Afterwards, you should see the `.riscv` bare-metal binaries compiled in the new build folder along with a bunch of `.dump` files which contain the corresponding disassemblies. Go back to `$chipyard/sims/vcs` and try running (prepended with `srun -p ee194 --pty`):
- `make CONFIG=TutorialNoCConfig run-binary-hex BINARY=../../tests/build/fft.riscv` Runs tests on the FFT accelerator that's connected through a MMIO.
- `make CONFIG=TutorialNoCConfig run-binary-hex BINARY=../../tests/build/gcd.riscv` Runs tests on a GCD module that's connected through a MMIO.
- `make CONFIG=TutorialNoCConfig run-binary-hex BINARY=../../tests/build/streaming-fir.riscv` Runs [FIR](https://en.wikipedia.org/wiki/Finite_impulse_response) tests.
- `make CONFIG=TutorialNoCConfig run-binary-hex BINARY=../../tests/build/nic-loopback.riscv` Runs test on the [NiC](https://en.wikipedia.org/wiki/Network_interface_controller) tests.

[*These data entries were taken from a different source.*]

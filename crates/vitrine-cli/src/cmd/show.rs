//! `vt show`: details for one category.

use anyhow::Result;
use clap::Args;
use serde::Serialize;
use std::io::{self, Write};
use std::path::Path;
use vitrine_core::tree::query;
use vitrine_core::{Category, ErrorCode, Forest};

use super::{Project, coded};
use crate::output::{OutputMode, pretty_kv, pretty_section, render_mode};

#[derive(Args, Debug)]
pub struct ShowArgs {
    /// Category id.
    pub id: String,
}

/// A child reference in `vt show` output.
#[derive(Debug, Serialize)]
pub struct ChildRef {
    pub id: String,
    pub name: String,
}

#[derive(Debug, Serialize)]
#[serde(rename_all = "camelCase")]
pub struct ShowItem {
    #[serde(flatten)]
    pub category: Category,
    pub depth: usize,
    /// Names from the root down to the category itself.
    pub path: Vec<String>,
    pub children: Vec<ChildRef>,
    pub descendants: usize,
    pub expanded: bool,
}

impl ShowItem {
    /// Look `id` up in `forest`. `None` if it is not displayed.
    pub fn build(forest: &Forest, id: &str, expanded: bool) -> Option<Self> {
        let path = query::path_to(forest, id)?;
        let node = *path.last()?;
        Some(Self {
            category: node.category.clone(),
            depth: path.len() - 1,
            path: path.iter().map(|n| n.name().to_string()).collect(),
            children: node
                .children
                .iter()
                .map(|c| ChildRef {
                    id: c.id().to_string(),
                    name: c.name().to_string(),
                })
                .collect(),
            descendants: node.descendant_count(),
            expanded,
        })
    }
}

fn render_show_pretty(item: &ShowItem, w: &mut dyn Write) -> io::Result<()> {
    pretty_section(w, &format!("{} [{}]", item.category.name, item.category.id))?;
    pretty_kv(w, "Path", item.path.join(" › "))?;
    pretty_kv(w, "Parent", item.category.parent().unwrap_or("(root)"))?;
    if let Some(description) = &item.category.description {
        pretty_kv(w, "Description", description)?;
    }
    pretty_kv(w, "Depth", item.depth.to_string())?;
    pretty_kv(w, "Expanded", if item.expanded { "yes" } else { "no" })?;
    pretty_kv(
        w,
        "Children",
        format!("{} ({} descendants)", item.children.len(), item.descendants),
    )?;
    for child in &item.children {
        writeln!(w, "  - {} [{}]", child.name, child.id)?;
    }
    Ok(())
}

fn render_show_text(item: &ShowItem, w: &mut dyn Write) -> io::Result<()> {
    writeln!(w, "id\t{}", item.category.id)?;
    writeln!(w, "name\t{}", item.category.name)?;
    writeln!(w, "parent\t{}", item.category.parent().unwrap_or(""))?;
    writeln!(
        w,
        "description\t{}",
        item.category.description.as_deref().unwrap_or("")
    )?;
    writeln!(w, "path\t{}", item.path.join("/"))?;
    writeln!(w, "depth\t{}", item.depth)?;
    writeln!(w, "children\t{}", item.children.len())?;
    writeln!(w, "descendants\t{}", item.descendants)
}

/// Execute `vt show`.
///
/// # Errors
///
/// Fails with `E4001` if the id is not in the current hierarchy.
pub async fn run_show(args: &ShowArgs, output: OutputMode, project_root: &Path) -> Result<()> {
    let project = Project::open(project_root)?;
    let controller = project.controller()?;
    controller.refresh().await?;

    let forest = controller.forest();
    let item = ShowItem::build(&forest, &args.id, controller.is_expanded(&args.id))
        .ok_or_else(|| {
            coded(
                ErrorCode::CategoryNotFound,
                format!("category '{}' not found", args.id),
            )
        })?;

    render_mode(output, &item, render_show_text, render_show_pretty)
}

# Designing a Custom Accelerator
In this section, we will design a simple "accelerator" that treats its 64-bit values as vectors of eight 8-bit values. It takes two 64-bit vectors, adds them, and returns the resultant 64-bit sum vector. (As you might have realized, this isn't a very practical accelerator.) This accelerator will sit on a Rocket Tile and communicate through the RoCC interface. At the end of the lab, you will have the option to implement a 32-bit version that uses memory-mapped IO (MMIO) instead.

Note that the idea here is to learn how to incorporate a custom accelerator in an SoC by writing an accelerator generator and effectively utilizing the simplicity and extensibility of Chipyard. Our emphasis here is NOT on designing an accelerator from scratch, as that involves learning how to write RTL of significant size and complexity in Chisel, which might not be useful to the majority of the class.
If you are interested in designing an accelerator or other IP for the course, you should be prepared to write significant RTL. We encourage you to look at sections 1 through 5 of the [Chisel Bootcamp](https://github.com/freechipsproject/chisel-bootcamp) and implement `TODOs` by yourself.
If not, feel free to utilize answers provided in the lab.
# RoCC Design
- RoCC stands for Rocket Custom Coprocessor.
- A block using the RoCC interface sits on a Rocket Tile.
- Such a block uses custom non-standard instructions reserved in the RISC-V ISA encoding space.
- It can communicate using a ready-valid interface with the following:
- A core on the Rocket Tile, such as BOOM or Rocket Chip (yes, it's an overloaded name :)
- L1 D$
- Page Table Walker (available by default on a Rocket Tile)
- SystemBus, which can be used to communicate with the outer memory system, for instance
For more on RoCC, we encourage you to refer to:
1. Sections 6.5 and 6.6 of the Chipyard docs, and related examples
2. Bespoke Silicon Group's [RoCC Doc V2](https://docs.google.com/document/d/1CH2ep4YcL_ojsa3BVHEW-uwcKh1FlFTjH_kg5v8bxVw/edit)
Here's an overview of the `custom-acc-rocc` directory inside `$chipyard/generators/`.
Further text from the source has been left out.